The 2nd Missouri Infantry Regiment was an infantry regiment, formed from a voluntary regiment using the same name, that served in the Union Army during the American Civil War.

==2nd Missouri Volunteer Infantry==

A voluntary infantry regiment evolved from one of several unofficial pro-Unionist militia units formed semi-secretly in St. Louis in the early months of 1861 by Congressman Francis Preston Blair Jr. and other Unionist activists. The organization that would become the Second Missouri was largely composed of ethnic Germans, who were generally opposed to slavery and strongly supportive of the Unionist cause. Although initially without any official standing, beginning on April 22, 1861, four militia regiments Blair helped organize were sworn into Federal service at the St. Louis Arsenal by Captain John Schofield acting on the authority of President Lincoln.
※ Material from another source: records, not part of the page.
//! The page lifecycle manager.
//!
//! `manage` either updates the mounted page in place or tears it down and
//! mounts the next one:
//!
//! ```text
//! Empty -> Constructed -> Initialized -> Loading -> Mounted -> Activated
//!                                                     ^          |
//!                                                     +- Updating <-+
//! Activated -> Deactivated -> Destroyed -> Empty
//! ```
//!
//! A failed in-place update settles back into `Activated` (or `Mounted` when
//! the page never activated) with its previous params, so the page can still
//! be updated or torn down afterwards.

mod managed;

pub use managed::{ActivationState, ManagedPage, PagePhase};

use std::collections::BTreeSet;
use std::sync::Arc;

use tracing::{debug, error, trace, warn};
use waypoint_router::RouteParams;

use crate::config::{PageConfig, ValidationMode};
use crate::controller::{DecoratedController, PageContext};
use crate::error::{LifecycleError, SharedError};
use crate::factory::PageFactory;
use crate::handler::{PageHandler, PageSummary};
use crate::navigation::NavigationAction;
use crate::options::{OnlyUpdate, RouteOptions};
use crate::page_ref::PageRef;
use crate::platform::Platform;
use crate::renderer::{PageRenderer, RenderedPage};
use crate::resources::PageResources;
use crate::response::RouteResponse;
use crate::services::PageServices;
use crate::state::{AttachedState, Attachment, PageStateManager, StateHandle};

/// One navigation handed to the page manager
#[derive(Debug, Clone)]
pub struct PageRequest {
    pub controller: PageRef,
    pub view: PageRef,
    pub options: RouteOptions,
    pub params: RouteParams,
    pub error: Option<SharedError>,
    pub action: NavigationAction,
}

impl PageRequest {
    pub fn new(controller: impl Into<PageRef>, view: impl Into<PageRef>) -> Self {
        Self {
            controller: controller.into(),
            view: view.into(),
            options: RouteOptions::default(),
            params: RouteParams::new(),
            error: None,
            action: NavigationAction::Initial,
        }
    }

    pub fn with_options(mut self, options: RouteOptions) -> Self {
        self.options = options;
        self
    }

    pub fn with_params(mut self, params: RouteParams) -> Self {
        self.params = params;
        self
    }

    pub fn with_error(mut self, error: SharedError) -> Self {
        self.error = Some(error);
        self
    }

    pub fn with_action(mut self, action: NavigationAction) -> Self {
        self.action = action;
        self
    }

    fn summary(&self) -> PageSummary {
        PageSummary {
            controller: self.controller.clone(),
            view: self.view.clone(),
            options: self.options.clone(),
            params: self.params.clone(),
        }
    }
}

pub struct PageManager {
    factory: Arc<dyn PageFactory>,
    renderer: Arc<dyn PageRenderer>,
    platform: Arc<dyn Platform>,
    state: PageStateManager,
    services: PageServices,
    handlers: Vec<Arc<dyn PageHandler>>,
    mode: ValidationMode,
    managed: ManagedPage,
}

impl PageManager {
    pub fn new(
        factory: Arc<dyn PageFactory>,
        renderer: Arc<dyn PageRenderer>,
        platform: Arc<dyn Platform>,
        services: PageServices,
        config: &PageConfig,
    ) -> Self {
        let manager = Self {
            factory,
            renderer,
            platform,
            state: PageStateManager::new(config.history_limit),
            services,
            handlers: Vec::new(),
            mode: config.validation,
            managed: ManagedPage::default(),
        };
        manager.init();
        manager
    }

    /// Forward page state changes to the renderer
    pub fn init(&self) {
        let renderer = Arc::clone(&self.renderer);
        self.state.on_change(move |state| renderer.set_state(state));
    }

    pub fn with_handler(mut self, handler: Arc<dyn PageHandler>) -> Self {
        self.handlers.push(handler);
        self
    }

    pub fn add_handler(&mut self, handler: Arc<dyn PageHandler>) {
        self.handlers.push(handler);
    }

    pub fn services(&self) -> &PageServices {
        &self.services
    }

    pub fn page_state(&self) -> &PageStateManager {
        &self.state
    }

    pub fn managed_page(&self) -> &ManagedPage {
        &self.managed
    }

    pub fn validation_mode(&self) -> ValidationMode {
        self.mode
    }

    pub fn scroll_to(&self, x: f64, y: f64) {
        self.platform.scroll_to(x, y);
    }

    /// Mount, or update in place, the page described by `request`.
    pub async fn manage(&mut self, request: PageRequest) -> anyhow::Result<RouteResponse> {
        if !self.state.has_listener() {
            self.init();
        }

        let previous = self.managed.summary();
        let next = request.summary();
        let action = request.action.clone();

        for handler in &self.handlers {
            handler.pre_manage(previous.as_ref(), &next, &action);
        }
        if request.options.auto_scroll {
            self.scroll_to(0.0, 0.0);
        }

        let response = if self.has_only_update(&request.controller, &request.view, &request.options) {
            self.update_page(request).await?
        } else {
            self.mount_page(request).await?
        };

        if let Some(managed) = self.managed.summary() {
            for handler in &self.handlers {
                handler.post_manage(&managed, previous.as_ref(), &action);
            }
        }

        Ok(response)
    }

    /// Tear down the managed page and stop listening for state changes.
    pub fn destroy(&mut self) {
        for handler in &self.handlers {
            handler.destroy();
        }
        self.destroy_managed_page();
        self.state.clear_on_change();
    }

    fn has_only_update(&self, controller: &PageRef, view: &PageRef, options: &RouteOptions) -> bool {
        if self.managed.is_empty() {
            return false;
        }

        match &options.only_update {
            OnlyUpdate::When(predicate) => predicate(self.managed.controller_ref(), self.managed.view_ref()),
            OnlyUpdate::Flag(flag) => {
                *flag
                    && self.managed.controller_ref().is_some_and(|managed| managed.same_as(controller))
                    && self.managed.view_ref().is_some_and(|managed| managed.same_as(view))
            }
        }
    }

    async fn mount_page(&mut self, request: PageRequest) -> anyhow::Result<RouteResponse> {
        self.destroy_managed_page();

        let PageRequest {
            controller: controller_ref,
            view: view_ref,
            options,
            params,
            error,
            ..
        } = request;
        debug!(controller = controller_ref.label(), view = view_ref.label(), "mounting page");

        let controller = self.factory.create_controller(&controller_ref)?;
        let extensions = controller
            .extensions()
            .iter()
            .map(|reference| self.factory.create_extension(reference))
            .collect::<Result<Vec<_>, _>>()?;
        let view = self.factory.create_view(&view_ref)?;

        let attachment = Attachment::new();
        let state: StateHandle = Arc::new(AttachedState::new(self.state.clone(), attachment.clone()));
        let context = PageContext::new(params.clone(), error, state, self.services.clone());
        let decorated = self
            .factory
            .decorate_controller(controller, extensions, context, self.mode);

        self.managed = ManagedPage {
            controller_ref: Some(controller_ref),
            view_ref: Some(view_ref),
            options: Some(options.clone()),
            params,
            controller: Some(decorated),
            view: Some(view),
            attachment: Some(attachment),
            ..ManagedPage::default()
        };
        self.advance(PagePhase::Constructed)?;

        let resources = match self.init_page().and_then(|()| self.load_page()) {
            Ok(resources) => resources,
            Err(err) => {
                warn!(error = %err, "page failed before mounting, tearing it down");
                self.destroy_managed_page();
                return Err(err);
            }
        };

        let renderer = Arc::clone(&self.renderer);
        let (Some(controller), Some(view)) = (self.managed.controller.as_ref(), self.managed.view.as_ref()) else {
            return Err(LifecycleError::NoManagedPage.into());
        };
        let rendered = renderer.mount(controller, view, resources, &options).await;

        self.advance(PagePhase::Mounted)?;
        let rendered = rendered?;
        self.activate_page()?;

        Ok(rendered.into())
    }

    async fn update_page(&mut self, request: PageRequest) -> anyhow::Result<RouteResponse> {
        let PageRequest {
            options,
            params,
            error,
            ..
        } = request;
        debug!(params = ?params, "updating page in place");

        let previous = std::mem::replace(&mut self.managed.params, params.clone());
        self.managed.options = Some(options);
        self.advance(PagePhase::Updating)?;

        let rendered = match self.apply_update(params, error, &previous).await {
            Ok(rendered) => rendered,
            Err(err) => {
                let settled = if self.managed.state.activated {
                    PagePhase::Activated
                } else {
                    PagePhase::Mounted
                };
                warn!(error = %err, phase = ?settled, "in-place update failed");
                self.managed.params = previous;
                self.advance(settled)?;
                return Err(err);
            }
        };

        if self.managed.state.activated {
            self.advance(PagePhase::Activated)?;
        } else {
            self.advance(PagePhase::Mounted)?;
            self.activate_page()?;
        }

        Ok(rendered.into())
    }

    async fn apply_update(
        &mut self,
        params: RouteParams,
        error: Option<SharedError>,
        previous: &RouteParams,
    ) -> anyhow::Result<RenderedPage> {
        let factory = Arc::clone(&self.factory);
        let mode = self.mode;
        let rescope = move |state: &StateHandle, allowed: BTreeSet<String>| {
            factory.decorate_page_state_manager(state, allowed, mode)
        };
        let resources = {
            let controller = self.controller_mut()?;
            controller.set_route(params, error);
            controller.update(previous, &rescope)?
        };

        let renderer = Arc::clone(&self.renderer);
        let controller = self
            .managed
            .controller
            .as_ref()
            .ok_or(LifecycleError::NoManagedPage)?;
        renderer.update(controller, resources).await
    }

    fn init_page(&mut self) -> anyhow::Result<()> {
        self.controller_mut()?.init()?;
        self.advance(PagePhase::Initialized)?;
        Ok(())
    }

    fn load_page(&mut self) -> anyhow::Result<PageResources> {
        self.advance(PagePhase::Loading)?;

        let factory = Arc::clone(&self.factory);
        let mode = self.mode;
        let rescope = move |state: &StateHandle, allowed: BTreeSet<String>| {
            factory.decorate_page_state_manager(state, allowed, mode)
        };
        self.controller_mut()?.load(&rescope)
    }

    fn activate_page(&mut self) -> Result<(), LifecycleError> {
        if self.managed.state.activated {
            return Ok(());
        }
        self.controller_mut()?.activate();
        self.managed.state.activated = true;
        self.advance(PagePhase::Activated)
    }

    fn destroy_managed_page(&mut self) {
        if self.managed.is_empty() {
            return;
        }

        if self.managed.state.activated {
            if let Some(controller) = self.managed.controller.as_mut() {
                controller.deactivate();
            }
            self.managed.state.activated = false;
            let _ = self.advance(PagePhase::Deactivated);
        }

        if let Some(controller) = self.managed.controller.as_mut() {
            controller.destroy();
        }
        let _ = self.advance(PagePhase::Destroyed);

        if let Some(attachment) = self.managed.attachment.take() {
            attachment.detach();
        }
        self.state.clear();
        self.renderer.unmount();

        debug!(
            controller = self.managed.controller_ref().map(PageRef::label),
            "destroyed page"
        );
        self.managed = ManagedPage::default();
    }

    fn controller_mut(&mut self) -> Result<&mut DecoratedController, LifecycleError> {
        self.managed
            .controller
            .as_mut()
            .ok_or(LifecycleError::NoManagedPage)
    }

    fn advance(&mut self, next: PagePhase) -> Result<(), LifecycleError> {
        let current = self.managed.phase;
        if !current.can_transition_to(next) {
            match self.mode {
                ValidationMode::Strict => {
                    error!(?current, ?next, "illegal page lifecycle transition");
                    return Err(LifecycleError::InvalidTransition {
                        from: current,
                        to: next,
                    });
                }
                ValidationMode::Lenient => {
                    warn!(?current, ?next, "illegal page lifecycle transition");
                }
            }
        }
        trace!(?current, ?next, "page lifecycle");
        self.managed.phase = next;
        Ok(())
    }
}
The 2nd Missouri Infantry Regiment included a significant number of members with military experience from service in Europe. Many had also participated in drill and marksmanship competitions in St. Louis's many Turnverein societies. The Second Missouri was an unusually large regiment, having two dedicated "Rifle Companies" in addition to its ten companies of infantry. Upon entry into Federal service the members of the new Second Missouri elected Henry Boernstein colonel of the regiment. The new Missouri Volunteer regiments, subsequently elected (then) Captain Nathaniel Lyon as the brigadier general of the new brigade of Missouri volunteers. President Lincoln would later confirm Lyon's promotion from Captain to Brigadier general.

===Military service===
On May 10, 1861, the 2nd Missouri Infantry participated in the arrest of the Missouri Volunteer Militia drilling at Camp Jackson at Lindell Grove on the western border of St. Louis City. As the Missouri militiamen were being march under guard back to the Arsenal near the riverfront, angry crowds confronted the Federal forces and the confused situation soon devolved into rioting and gunfire. Over 27 people were killed and the Camp Jackson Affair helped to polarize the state and send Missouri down the road to its own internal civil war.

On June 15, 1861, the 2nd Missouri Infantry participated in the unopposed occupation of the Missouri state capitol at Jefferson City, Missouri, by Federal troops. Nine companies of the Second Missouri remained as the garrison at Jefferson City, under Colonel Boerstein who acted as interim military commandant of the city.

Company "B" and Rifle Companies "A" and "B" continued up river in pursuit of fugitive Governor Claiborne Fox Jackson and the Missouri State Guard. At Boonville the three company battalion of the Second Missouri, fighting under the command of Captain Peter J. Osterhaus helped defeat the newly organized Missouri State Guard on June 17 in the short, one-sided Battle of Boonville. While the Battle of Boonville was small by later war standards, it had major strategic consequences, driving the pro-secessionist forces into the southern part of the state and securing the Missouri River valley and communications across the state for the Federal government.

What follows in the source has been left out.